The fact that the battery car does not represent the complete solution to the problem of mobility is well known. The concept of mobility comprises many highly complex aspects that encompass different areas with important ramifications in various economic and social sectors.
For this reason, the RSE indicates that “even knowing that electric vehicles are not the panacea for all ills,” it can be a solution for an aspect as important as greenhouse gas emissions and people’s health.
The emissions of light passenger transport are among the most relevant aspects of mobility challenges in the 21st century and the sustainability of large cities and residential areas.
A real comparison must have several components for the Italian firm, if you really want to know the accurate life cycle of an internal combustion car compared to an electric vehicle.
In the first place, the real figures of the combination of energy sources used to produce the energy that recharges the batteries must be obtained. Still, without forgetting (as is happening in many studies), the variety used to produce the automobiles.

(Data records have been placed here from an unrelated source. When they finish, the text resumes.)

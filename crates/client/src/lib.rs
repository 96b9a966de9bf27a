pub mod api;
pub mod auth;
pub mod channel;
pub mod config;
pub mod session;

pub use api::{ApiClient, ApiError, DocumentUpload};
pub use auth::{AuthClient, AuthError, CredentialVault, Credentials, UserProfile};
pub use channel::{ChannelError, ConversationChannel, DocumentChannel};
pub use config::ClientConfig;
pub use session::{DocumentSession, SessionError, SessionPolicy};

Also, performance, power, and comfort must be bought equally. Together with these parameters, it is essential to have an estimate of energy consumption during vehicle use.
This data should be as close as possible to the real consumption, avoiding using the consumptions detected during the homologation cycles that are very far from the real consumption in most cases. This last case is known in electric cars but especially evident in those internal combustions.
Another essential factor for a correct comparison is the equivalent CO2 emissions related to battery production, which is often overestimated because it assumes production carried out exclusively in China or in contexts where the energy source has a high carbon use component in the energy mix.
The use of older studies that do not include the transformation of energy sources in the different producing countries is a manual trick to obtain the desired results.